The Homeless Children’s Playtime Project’s area for kids 3-7 in D.C. General. (Photo by Rachel Sadon)

The Homeless Children’s Playtime Project’s area for kids 3-7 in D.C. General. (Photo by Rachel Sadon)

As politicians dithered for years about how to close D.C. General, a nonprofit spent that time working to give the hundreds of children housed there opportunities for safe and creative play, including building a new playground and a center for teenagers on site. So what happens now that the city finally has a plan to replace the crumbling facility with smaller family shelters?

Details still need to be worked out, but The Homeless Children’s Playtime Project expects to remain involved and is already thinking about ways to adapt to the smaller sites. “It’s been clearly expressed that they desire for us to be involved, and we desire to be involved,” says Playtime Project spokesman Micah Bales. “It is obviously going to be different from D.C. General, where we have relatively large spaces to work with and quite a bit of dedicated space. [In smaller facilities] it tends to be much more intimate.”

Playtime Project was founded in 2003 by social worker Jamila Larson and lawyer Regina Kline with the goal of giving children the freedom to play, even in the midst of a chaotic shelter. After developing programming for at D.C. General, the group lobbied hard for a playground. It was a difficult fight, but the city eventually agreed and it opened in 2014.

The group next set its sights on a space for their teenage programs separate and independent from areas devoted to babies and children. It is a “place for teens to dream, to heal, to connect, to plan, to do,” Larson said at the ribbon cutting. But Playtime also hoped—and planned—for the space to be a temporary one.

After much back and forth, the city finally came to an agreement last month to close D.C. General and another temporary shelter (at 1433 and 1435 Spring Road NW) and replace them with seven smaller facilities. The director of the Department of General Services estimates that the new shelters will be completed in 2019. Although Mayor Muriel Bowser initially said they all must be finished before closing D.C. General, the administration will weigh the possibility of closing the facility in stages once the plans for the new buildings are further along, according to DGS Director Christopher Weaver.

And until it is actually closed, Playtime Project is committed to keeping its programs running. “It’s going to be at least three years, and that’s a long time in the life of a child or a family,” Bales says.

Meanwhile, the long process of closing D.C. General has given the group an opportunity to regroup and think about how best to fulfill its mission. “It’s allowed us to think about how we can use the knowledge and skills we already have and refocus on where the need is greatest,” Bales says. And one place that they plan to focus on next is the D.C. and Maryland hotels where hundreds more homeless families are being housed.

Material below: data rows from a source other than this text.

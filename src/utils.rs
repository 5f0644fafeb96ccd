//! Utility functions for assignment bookkeeping and validation

use crate::error::{Error, Result};
use ndarray::{ArrayView1, ArrayView2};
use std::collections::HashMap;

/// True when no record changed cluster
pub fn assignments_equal(a: ArrayView1<usize>, b: ArrayView1<usize>) -> bool {
    a == b
}

/// Member rows of every cluster, in row order; labels outside `0..n_clusters` are ignored
pub fn get_cluster_indices(labels: ArrayView1<usize>, n_clusters: usize) -> Vec<Vec<usize>> {
    let mut members = vec![Vec::new(); n_clusters];
    for (row, &label) in labels.indexed_iter() {
        if let Some(rows) = members.get_mut(label) {
            rows.push(row);
        }
    }
    members
}

/// Number of members per cluster
pub fn cluster_sizes(labels: ArrayView1<usize>, n_clusters: usize) -> Vec<usize> {
    labels.iter().fold(vec![0; n_clusters], |mut sizes, &label| {
        if let Some(size) = sizes.get_mut(label) {
            *size += 1;
        }
        sizes
    })
}

/// For every row, the index of the first row holding exactly the same values
pub fn distinct_representatives(numeric: ArrayView2<f64>, categorical: ArrayView2<u8>) -> Vec<usize> {
    let mut first_seen: HashMap<(Vec<u64>, Vec<u8>), usize> = HashMap::new();

    (0..numeric.nrows())
        .map(|row| {
            // +0.0 folds negative zero into positive zero
            let key = (
                numeric.row(row).iter().map(|v| (v + 0.0).to_bits()).collect(),
                categorical.row(row).to_vec(),
            );
            *first_seen.entry(key).or_insert(row)
        })
        .collect()
}

/// Number of distinct records
pub fn count_distinct(numeric: ArrayView2<f64>, categorical: ArrayView2<u8>) -> usize {
    distinct_representatives(numeric, categorical)
        .iter()
        .enumerate()
        .filter(|(row, &rep)| *row == rep)
        .count()
}

/// Validate clustering parameters
pub fn validate_parameters(n_clusters: usize, max_iterations: usize, n_restarts: usize) -> Result<()> {
    if n_clusters == 0 {
        return Err(Error::invalid_parameter("n_clusters must be > 0"));
    }

    if max_iterations == 0 {
        return Err(Error::invalid_parameter("max_iterations must be > 0"));
    }

    if n_restarts == 0 {
        return Err(Error::invalid_parameter("n_restarts must be > 0"));
    }

    Ok(())
}

/// Validate the shape and values of a training batch
pub fn validate_data(numeric: ArrayView2<f64>, categorical: ArrayView2<u8>) -> Result<()> {
    if numeric.nrows() == 0 {
        return Err(Error::invalid_data("Data cannot be empty"));
    }

    if numeric.ncols() == 0 {
        return Err(Error::invalid_data("Data must have at least one numeric feature"));
    }

    if categorical.nrows() != numeric.nrows() {
        return Err(Error::dimension_mismatch(
            "categorical rows",
            numeric.nrows(),
            categorical.nrows(),
        ));
    }

    if let Some(((row, col), _)) = numeric.indexed_iter().find(|(_, v)| !v.is_finite()) {
        return Err(Error::invalid_data(format!(
            "Non-finite numeric value at row {}, feature {}",
            row, col
        )));
    }

    if let Some(((row, col), value)) = categorical.indexed_iter().find(|(_, &v)| v > 1) {
        return Err(Error::InvalidCategoricalValue {
            column: format!("categorical feature {}", col),
            row,
            value: value.to_string(),
        });
    }

    Ok(())
}
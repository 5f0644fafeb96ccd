//! Standardization of numeric features
//!
//! [`FeatureScaler::fit`] learns a per-feature mean and population standard
//! deviation over a training batch. The resulting [`ScaledFeatureSet`] is
//! immutable; every later transform, including prediction-time transforms,
//! must go through the same set so that training and new records share one
//! coordinate system.

use crate::error::{Error, Result};
use crate::ingest::Dataset;
use ndarray::{Array1, Array2, ArrayView2, Axis};

#[cfg(feature = "serde")]
use serde::{Deserialize, Serialize};

/// Relative spread below which a feature is treated as constant
const ZERO_VARIANCE_TOLERANCE: f64 = 1e-12;

/// Fitted per-feature statistics
#[derive(Debug, Clone, PartialEq)]
#[cfg_attr(feature = "serde", derive(Serialize, Deserialize))]
pub struct ScaledFeatureSet {
    /// Feature names in column order
    pub features: Vec<String>,
    /// Per-feature mean
    pub means: Array1<f64>,
    /// Per-feature population standard deviation, always > 0
    pub stds: Array1<f64>,
}

/// Fits [`ScaledFeatureSet`]s
#[derive(Debug, Clone, Copy, Default)]
pub struct FeatureScaler;

impl FeatureScaler {
    /// Fit over the numeric columns of a dataset
    pub fn fit(data: &Dataset) -> Result<ScaledFeatureSet> {
        Self::fit_matrix(data.numeric_matrix().view(), &data.schema.numeric)
    }

    /// Fit over a raw `n_records x n_features` matrix
    pub fn fit_matrix(numeric: ArrayView2<f64>, names: &[String]) -> Result<ScaledFeatureSet> {
        if numeric.nrows() == 0 {
            return Err(Error::invalid_data("Cannot fit scaler on empty data"));
        }
        if numeric.ncols() != names.len() {
            return Err(Error::dimension_mismatch("feature names", numeric.ncols(), names.len()));
        }

        let means = numeric
            .mean_axis(Axis(0))
            .ok_or_else(|| Error::invalid_data("Cannot fit scaler on empty data"))?;
        let stds = numeric.std_axis(Axis(0), 0.0);

        for (idx, (&std, &mean)) in stds.iter().zip(means.iter()).enumerate() {
            if !(std > ZERO_VARIANCE_TOLERANCE * mean.abs().max(1.0)) {
                return Err(Error::ZeroVarianceFeature {
                    feature: names[idx].clone(),
                });
            }
        }

        Ok(ScaledFeatureSet {
            features: names.to_vec(),
            means,
            stds,
        })
    }
}

impl ScaledFeatureSet {
    /// Number of numeric features
    pub fn n_features(&self) -> usize {
        self.means.len()
    }

    /// Standardize one record: `(x - mean) / std` per feature
    pub fn transform(&self, numeric: &[f64]) -> Result<Array1<f64>> {
        self.check_width(numeric.len())?;
        Ok(Array1::from_shape_fn(self.n_features(), |j| {
            self.scale(numeric[j], j)
        }))
    }

    /// Standardize a whole batch with the same arithmetic as [`Self::transform`]
    pub fn transform_batch(&self, numeric: ArrayView2<f64>) -> Result<Array2<f64>> {
        self.check_width(numeric.ncols())?;
        Ok(Array2::from_shape_fn(numeric.dim(), |(i, j)| {
            self.scale(numeric[[i, j]], j)
        }))
    }

    /// Map scaled values back to raw units
    pub fn inverse_transform(&self, scaled: &[f64]) -> Result<Array1<f64>> {
        self.check_width(scaled.len())?;
        Ok(Array1::from_shape_fn(self.n_features(), |j| {
            scaled[j] * self.stds[j] + self.means[j]
        }))
    }

    /// Mean of the raw standard deviations; the default categorical weight
    pub fn mean_std(&self) -> f64 {
        self.stds.mean().unwrap_or(1.0)
    }

    #[inline]
    fn scale(&self, value: f64, feature: usize) -> f64 {
        (value - self.means[feature]) / self.stds[feature]
    }

    fn check_width(&self, found: usize) -> Result<()> {
        if found != self.n_features() {
            return Err(Error::dimension_mismatch("numeric features", self.n_features(), found));
        }
        Ok(())
    }
}
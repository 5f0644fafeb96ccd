//! The fitted-model artifact and the data handed to presentation and export
//!
//! [`FittedModel::fit`] runs the whole chain once (scale, cluster, profile)
//! and freezes the outcome. Everything downstream, from cluster summaries to
//! single-record prediction and per-record export, reads from that artifact
//! instead of recomputing anything.

use crate::config::ClusteringConfig;
use crate::engine::ClusteringResult;
use crate::error::{Error, Result};
use crate::ingest::{ingest, Dataset, ImputationReport, RawTable};
use crate::predictor::Predictor;
use crate::profile::{ClusterProfile, ClusterProfiler};
use crate::scaler::{FeatureScaler, ScaledFeatureSet};
use crate::schema::{Record, Schema};
use std::collections::BTreeMap;
use std::sync::Arc;
use tracing::info;

#[cfg(feature = "serde")]
use serde::{Deserialize, Serialize};

/// Label and profile text for a classified record
#[derive(Debug, Clone, PartialEq)]
#[cfg_attr(feature = "serde", derive(Serialize, Deserialize))]
pub struct Prediction {
    /// Assigned cluster
    pub label: usize,
    /// That cluster's profile narrative
    pub description: String,
}

/// Per-record cluster assignment
#[derive(Debug, Clone, PartialEq, Eq)]
#[cfg_attr(feature = "serde", derive(Serialize, Deserialize))]
pub struct Assignment {
    /// Record identifier
    pub id: String,
    /// Assigned cluster
    pub label: usize,
}

/// Per-cluster population and narrative
#[derive(Debug, Clone, PartialEq, Eq)]
#[cfg_attr(feature = "serde", derive(Serialize, Deserialize))]
pub struct ClusterSummary {
    /// Cluster label
    pub label: usize,
    /// Number of records assigned
    pub size: usize,
    /// Profile narrative
    pub description: String,
}

/// Everything a document exporter needs about one record
#[derive(Debug, Clone, PartialEq)]
#[cfg_attr(feature = "serde", derive(Serialize, Deserialize))]
pub struct ExportRow {
    /// Record identifier
    pub id: String,
    /// Raw numeric values (after imputation) keyed by column, in schema order
    pub numeric: Vec<(String, f64)>,
    /// Categorical values keyed by column, in schema order
    pub categorical: Vec<(String, u8)>,
    /// Passthrough descriptive fields
    pub extras: BTreeMap<String, String>,
    /// Assigned cluster
    pub label: usize,
    /// That cluster's profile narrative
    pub description: String,
}

/// Immutable result of one training run
#[derive(Debug, Clone)]
pub struct FittedModel {
    schema: Schema,
    features: ScaledFeatureSet,
    result: Arc<ClusteringResult>,
    profiles: BTreeMap<usize, ClusterProfile>,
    records: Vec<Record>,
    imputation: ImputationReport,
}

impl FittedModel {
    /// Ingest a raw table and fit on it
    pub fn fit_table(table: &RawTable, schema: &Schema, config: &ClusteringConfig) -> Result<Self> {
        let data = ingest(table, schema)?;
        Self::fit(data, config)
    }

    /// Scale, cluster and profile a validated dataset
    pub fn fit(data: Dataset, config: &ClusteringConfig) -> Result<Self> {
        let mut engine = config.engine()?;

        let features = FeatureScaler::fit(&data)?;
        let scaled = features.transform_batch(data.numeric_matrix().view())?;
        let categorical = data.categorical_matrix();
        let result = engine.fit(scaled.view(), categorical.view(), &features)?;

        let profiles = ClusterProfiler::new(&data.schema).describe(&result);

        info!(
            records = data.len(),
            clusters = result.n_clusters(),
            cost = result.cost,
            imputed_columns = data.imputation.entries.len(),
            "Model fitted"
        );

        Ok(Self {
            schema: data.schema,
            features,
            result,
            profiles,
            records: data.records,
            imputation: data.imputation,
        })
    }

    /// Column layout
    pub fn schema(&self) -> &Schema {
        &self.schema
    }

    /// Fitted scaler
    pub fn features(&self) -> &ScaledFeatureSet {
        &self.features
    }

    /// Clustering outcome
    pub fn result(&self) -> &ClusteringResult {
        &self.result
    }

    /// Categorical weight used at fit time
    pub fn gamma(&self) -> f64 {
        self.result.gamma
    }

    /// Numeric imputations performed on the training table
    pub fn imputation(&self) -> &ImputationReport {
        &self.imputation
    }

    /// Training records in input order
    pub fn records(&self) -> &[Record] {
        &self.records
    }

    /// Profiles keyed by label
    pub fn profiles(&self) -> &BTreeMap<usize, ClusterProfile> {
        &self.profiles
    }

    /// Profile of one cluster
    pub fn profile(&self, label: usize) -> Option<&ClusterProfile> {
        self.profiles.get(&label)
    }

    /// Label of every training record, in input order
    pub fn assignments(&self) -> Vec<Assignment> {
        self.records
            .iter()
            .zip(self.result.labels.iter())
            .map(|(record, &label)| Assignment {
                id: record.id.clone(),
                label,
            })
            .collect()
    }

    /// Size and narrative of every cluster
    pub fn cluster_summaries(&self) -> Vec<ClusterSummary> {
        self.profiles
            .values()
            .map(|profile| ClusterSummary {
                label: profile.label,
                size: profile.size,
                description: profile.description.clone(),
            })
            .collect()
    }

    /// Predictor sharing this model's scaler, centroids and gamma
    pub fn predictor(&self) -> Result<Predictor<'_>> {
        Predictor::from_parts(&self.features, &self.result)
    }

    /// Classify a new record and attach its cluster's narrative
    pub fn predict(&self, record: &Record) -> Result<Prediction> {
        record.validate(&self.schema, 0)?;
        let label = self.predictor()?.predict(record)?;
        Ok(Prediction {
            label,
            description: self.description(label),
        })
    }

    /// Export data for one training record
    pub fn export_row(&self, id: &str) -> Result<ExportRow> {
        let idx = self
            .records
            .iter()
            .position(|record| record.id == id)
            .ok_or_else(|| Error::invalid_parameter(format!("Unknown record id '{}'", id)))?;
        Ok(self.export_at(idx))
    }

    /// Export data for every training record, in input order
    pub fn export_rows(&self) -> Vec<ExportRow> {
        (0..self.records.len()).map(|idx| self.export_at(idx)).collect()
    }

    fn export_at(&self, idx: usize) -> ExportRow {
        let record = &self.records[idx];
        let label = self.result.labels[idx];
        ExportRow {
            id: record.id.clone(),
            numeric: self
                .schema
                .numeric
                .iter()
                .cloned()
                .zip(record.numeric.iter().copied())
                .collect(),
            categorical: self
                .schema
                .categorical
                .iter()
                .map(|attr| attr.column.clone())
                .zip(record.categorical.iter().copied())
                .collect(),
            extras: record.extras.clone(),
            label,
            description: self.description(label),
        }
    }

    fn description(&self, label: usize) -> String {
        self.profiles
            .get(&label)
            .map(|profile| profile.description.clone())
            .unwrap_or_default()
    }
}
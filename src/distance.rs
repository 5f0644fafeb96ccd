//! Dissimilarity between mixed records and centroids

use crate::engine::Centroid;
use crate::error::{Error, Result};
use ndarray::{ArrayView1, ArrayView2};
use std::collections::BTreeMap;

#[cfg(feature = "serde")]
use serde::{Deserialize, Serialize};

/// Trait for measuring how far a mixed point lies from a centroid
pub trait Dissimilarity {
    /// Distance between one point (scaled numeric part + categorical part) and a centroid
    fn distance(
        &self,
        numeric: ArrayView1<f64>,
        categorical: ArrayView1<u8>,
        centroid: &Centroid,
    ) -> Result<f64>;

    /// Distances from one point to every centroid, in centroid order
    fn distances_to_centroids(
        &self,
        numeric: ArrayView1<f64>,
        categorical: ArrayView1<u8>,
        centroids: &[Centroid],
    ) -> Result<Vec<f64>> {
        centroids
            .iter()
            .map(|centroid| self.distance(numeric, categorical, centroid))
            .collect()
    }

    /// Index of and distance to the closest centroid; ties go to the lowest index
    fn nearest(
        &self,
        numeric: ArrayView1<f64>,
        categorical: ArrayView1<u8>,
        centroids: &[Centroid],
    ) -> Result<(usize, f64)> {
        let mut best: Option<(usize, f64)> = None;
        for (idx, centroid) in centroids.iter().enumerate() {
            let d = self.distance(numeric, categorical, centroid)?;
            if d.is_nan() {
                return Err(Error::invalid_data(format!(
                    "Distance to centroid {} is not a number",
                    idx
                )));
            }
            match best {
                Some((_, best_d)) if d >= best_d => {}
                _ => best = Some((idx, d)),
            }
        }
        best.ok_or_else(|| Error::invalid_data("No centroids provided"))
    }
}

/// Squared Euclidean distance over the numeric part plus `gamma` times the
/// number of categorical mismatches.
///
/// ```text
/// d(x, c) = Σᵢ (xᵢ - cᵢ)² + γ · Σⱼ [xⱼ ≠ cⱼ]
/// ```
#[derive(Debug, Clone, Copy, PartialEq)]
#[cfg_attr(feature = "serde", derive(Serialize, Deserialize))]
pub struct MixedDissimilarity {
    gamma: f64,
}

impl MixedDissimilarity {
    /// Create a metric with the given categorical weight
    pub fn new(gamma: f64) -> Result<Self> {
        if !gamma.is_finite() || gamma < 0.0 {
            return Err(Error::invalid_parameter("Gamma must be finite and non-negative"));
        }
        Ok(Self { gamma })
    }

    /// Categorical weight
    pub fn gamma(&self) -> f64 {
        self.gamma
    }
}

impl Dissimilarity for MixedDissimilarity {
    fn distance(
        &self,
        numeric: ArrayView1<f64>,
        categorical: ArrayView1<u8>,
        centroid: &Centroid,
    ) -> Result<f64> {
        let numeric_part = squared_euclidean(numeric, centroid.numeric.view())?;
        let mismatches = matching_distance(categorical, centroid.categorical.view())?;
        Ok(numeric_part + self.gamma * mismatches)
    }
}

/// Sum of squared differences
pub fn squared_euclidean(a: ArrayView1<f64>, b: ArrayView1<f64>) -> Result<f64> {
    if a.len() != b.len() {
        return Err(Error::dimension_mismatch("numeric features", b.len(), a.len()));
    }
    Ok(a.iter().zip(b.iter()).map(|(x, y)| (x - y).powi(2)).sum())
}

/// Number of positions where two categorical vectors differ
pub fn matching_distance<T: PartialEq>(a: ArrayView1<T>, b: ArrayView1<T>) -> Result<f64> {
    if a.len() != b.len() {
        return Err(Error::dimension_mismatch("categorical features", b.len(), a.len()));
    }
    Ok(a.iter().zip(b.iter()).filter(|(x, y)| x != y).count() as f64)
}

/// Most frequent value; ties resolve to the smallest value
pub fn compute_mode<T: Clone + Ord>(values: &[T]) -> Option<T> {
    let mut counts: BTreeMap<&T, usize> = BTreeMap::new();
    for value in values {
        *counts.entry(value).or_insert(0) += 1;
    }

    let mut best: Option<(&T, usize)> = None;
    for (value, count) in counts {
        match best {
            Some((_, best_count)) if count <= best_count => {}
            _ => best = Some((value, count)),
        }
    }
    best.map(|(value, _)| value.clone())
}

/// Per-column mode over the given rows; `None` when `rows` is empty
pub fn compute_modes<T: Clone + Ord>(data: ArrayView2<T>, rows: &[usize]) -> Option<Vec<T>> {
    if rows.is_empty() {
        return None;
    }
    (0..data.ncols())
        .map(|col| {
            let column: Vec<T> = rows.iter().map(|&row| data[[row, col]].clone()).collect();
            compute_mode(&column)
        })
        .collect()
}
//! Qualitative cluster descriptions
//!
//! Each numeric centroid component is a standardized mean, so it is banded
//! directly against fixed thresholds:
//!
//! ```text
//!            v < -0.75   very low
//!   -0.75 <= v < -0.25   below average
//!   -0.25 <= v <= 0.25   average
//!    0.25 <  v <= 0.75   above average
//!    0.75 <  v           very high
//! ```
//!
//! A categorical attribute is listed as active when its members' mode is 1.

use crate::engine::ClusteringResult;
use crate::schema::Schema;
use std::collections::BTreeMap;
use std::fmt;

#[cfg(feature = "serde")]
use serde::{Deserialize, Serialize};

/// Qualitative level of a standardized mean
#[derive(Debug, Clone, Copy, PartialEq, Eq, PartialOrd, Ord, Hash)]
#[cfg_attr(feature = "serde", derive(Serialize, Deserialize))]
pub enum Band {
    /// Below -0.75
    VeryLow,
    /// From -0.75 up to, but excluding, -0.25
    BelowAverage,
    /// Between -0.25 and 0.25 inclusive
    Average,
    /// Above 0.25 up to and including 0.75
    AboveAverage,
    /// Above 0.75
    VeryHigh,
}

impl Band {
    /// Band a standardized value
    pub fn classify(value: f64) -> Self {
        if value > 0.75 {
            Band::VeryHigh
        } else if value > 0.25 {
            Band::AboveAverage
        } else if value < -0.75 {
            Band::VeryLow
        } else if value < -0.25 {
            Band::BelowAverage
        } else {
            Band::Average
        }
    }

    /// Lower-case phrase used in narratives
    pub fn as_str(&self) -> &'static str {
        match self {
            Band::VeryLow => "very low",
            Band::BelowAverage => "below average",
            Band::Average => "average",
            Band::AboveAverage => "above average",
            Band::VeryHigh => "very high",
        }
    }
}

impl fmt::Display for Band {
    fn fmt(&self, f: &mut fmt::Formatter<'_>) -> fmt::Result {
        f.write_str(self.as_str())
    }
}

/// Band of one numeric feature within a cluster
#[derive(Debug, Clone, PartialEq)]
#[cfg_attr(feature = "serde", derive(Serialize, Deserialize))]
pub struct FeatureBand {
    /// Feature name
    pub feature: String,
    /// Standardized cluster mean
    pub mean: f64,
    /// Band of `mean`
    pub band: Band,
}

/// Summary of one cluster
#[derive(Debug, Clone, PartialEq)]
#[cfg_attr(feature = "serde", derive(Serialize, Deserialize))]
pub struct ClusterProfile {
    /// Cluster label
    pub label: usize,
    /// Number of records in the cluster
    pub size: usize,
    /// Numeric bands in schema order
    pub numeric: Vec<FeatureBand>,
    /// Display names of the categorical attributes whose mode is 1
    pub active: Vec<String>,
    /// Human-readable narrative
    pub description: String,
}

/// Builds [`ClusterProfile`]s from a fitted result
#[derive(Debug, Clone)]
pub struct ClusterProfiler<'a> {
    schema: &'a Schema,
    active_heading: String,
    none_active: String,
}

impl<'a> ClusterProfiler<'a> {
    /// Create a profiler using the schema's feature names
    pub fn new(schema: &'a Schema) -> Self {
        Self {
            schema,
            active_heading: "Active in extracurriculars".to_string(),
            none_active: "Tends not to take part in extracurriculars.".to_string(),
        }
    }

    /// Phrase introducing the active attribute list
    pub fn active_heading(mut self, heading: impl Into<String>) -> Self {
        self.active_heading = heading.into();
        self
    }

    /// Sentence used when no attribute is active
    pub fn none_active(mut self, sentence: impl Into<String>) -> Self {
        self.none_active = sentence.into();
        self
    }

    /// Profile every cluster, keyed by label, from its members' mean and mode
    pub fn describe(&self, result: &ClusteringResult) -> BTreeMap<usize, ClusterProfile> {
        result
            .member_centroids
            .iter()
            .enumerate()
            .map(|(label, centroid)| {
                let numeric: Vec<FeatureBand> = self
                    .schema
                    .numeric
                    .iter()
                    .zip(centroid.numeric.iter())
                    .map(|(feature, &mean)| FeatureBand {
                        feature: feature.clone(),
                        mean,
                        band: Band::classify(mean),
                    })
                    .collect();

                let active: Vec<String> = self
                    .schema
                    .categorical
                    .iter()
                    .zip(centroid.categorical.iter())
                    .filter(|(_, &value)| value == 1)
                    .map(|(attr, _)| attr.display.clone())
                    .collect();

                let description = self.narrative(&numeric, &active);
                let size = result.cluster_sizes.get(label).copied().unwrap_or(0);

                (
                    label,
                    ClusterProfile {
                        label,
                        size,
                        numeric,
                        active,
                        description,
                    },
                )
            })
            .collect()
    }

    fn narrative(&self, numeric: &[FeatureBand], active: &[String]) -> String {
        let mut sentences: Vec<String> = numeric
            .iter()
            .map(|fb| format!("{} is {}.", fb.feature, fb.band))
            .collect();

        if active.is_empty() {
            sentences.push(self.none_active.clone());
        } else {
            sentences.push(format!("{}: {}.", self.active_heading, active.join(", ")));
        }

        sentences.join(" ")
    }
}
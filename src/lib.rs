//! # Mixed-type clustering for student profiles
//!
//! This crate groups records that carry both numeric measurements and binary
//! categorical flags using k-prototypes clustering, then describes each
//! group in plain language and classifies new records against it.
//!
//! ## Features
//!
//! - **Ingestion**: schema checks, mean imputation with a report, binary flag validation
//! - **Scaling**: z-score standardization with an inverse transform
//! - **Clustering**: squared Euclidean plus weighted mismatch dissimilarity,
//!   Huang or random seeding, parallel restarts via Rayon
//! - **Profiling**: banded cluster narratives
//! - **Prediction**: thread-safe nearest-centroid classification
//!
//! ## Example
//!
//! ```rust
//! use kluster::{ClusteringConfig, FittedModel, RawTable, Record, Schema};
//!
//! let table = RawTable::from_strs(
//!     &["No", "Name", "Academic Score", "Attendance",
//!       "Computer Club", "Agriculture Club", "Sewing Club", "Scouting"],
//!     &[
//!         &["1", "Ana", "95", "0.98", "1", "1", "1", "1"],
//!         &["2", "Ben", "96", "0.97", "1", "1", "1", "1"],
//!         &["3", "Cy",  "94", "0.99", "1", "1", "1", "1"],
//!         &["4", "Di",  "55", "0.70", "0", "0", "0", "0"],
//!         &["5", "Ed",  "56", "0.69", "0", "0", "0", "0"],
//!         &["6", "Flo", "54", "0.71", "0", "0", "0", "0"],
//!     ],
//! );
//!
//! let config = ClusteringConfig::new(2).n_restarts(5);
//! let model = FittedModel::fit_table(&table, &Schema::student(), &config).unwrap();
//!
//! for summary in model.cluster_summaries() {
//!     println!("Cluster {} ({}): {}", summary.label, summary.size, summary.description);
//! }
//!
//! let newcomer = Record::new("7", vec![90.0, 0.95], vec![1, 0, 1, 1]);
//! let prediction = model.predict(&newcomer).unwrap();
//! assert_eq!(prediction.label, model.result().labels[0]);
//! ```

#![deny(missing_docs)]
#![cfg_attr(docsrs, feature(doc_cfg))]

pub mod config;
pub mod distance;
pub mod engine;
pub mod error;
pub mod ingest;
pub mod initialization;
pub mod pipeline;
pub mod predictor;
pub mod profile;
pub mod scaler;
pub mod schema;
pub mod utils;

pub use config::{ClusteringConfig, MAX_CLUSTERS, MIN_CLUSTERS};
pub use distance::{Dissimilarity, MixedDissimilarity};
pub use engine::{Centroid, ClusteringEngine, ClusteringResult, EngineState};
pub use error::{Error, Result};
pub use ingest::{ingest, Dataset, ImputationEntry, ImputationReport, RawTable};
pub use initialization::InitMethod;
pub use pipeline::{Assignment, ClusterSummary, ExportRow, FittedModel, Prediction};
pub use predictor::{predict, Predictor};
pub use profile::{Band, ClusterProfile, ClusterProfiler, FeatureBand};
pub use scaler::{FeatureScaler, ScaledFeatureSet};
pub use schema::{CategoricalAttribute, Record, Schema};

/// Re-export commonly used types from ndarray
pub use ndarray::{Array1, Array2, ArrayView1, ArrayView2};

During a six-week experimental program at the Days Inn last summer, the organization saw firsthand just how great the need is. Confined to small rooms with little public space, children have few opportunities for play. Playtime Project is still working out the details, but hopes to add programming at the motels early next year. “We’re being deliberate about how we do this because the motels are a different environment than any we’ve been in before,” Bales says.

And in addition to programs at D.C. General, the nonprofit also works in four transitional housing facilities that are much more akin to the new shelters than the sprawling former hospital. “We’re feeling really optimistic. Based on our experience working in those sites, they are much better for families,” Bales says. “[The closure of D.C. General] means change for us—but it’s not about us.”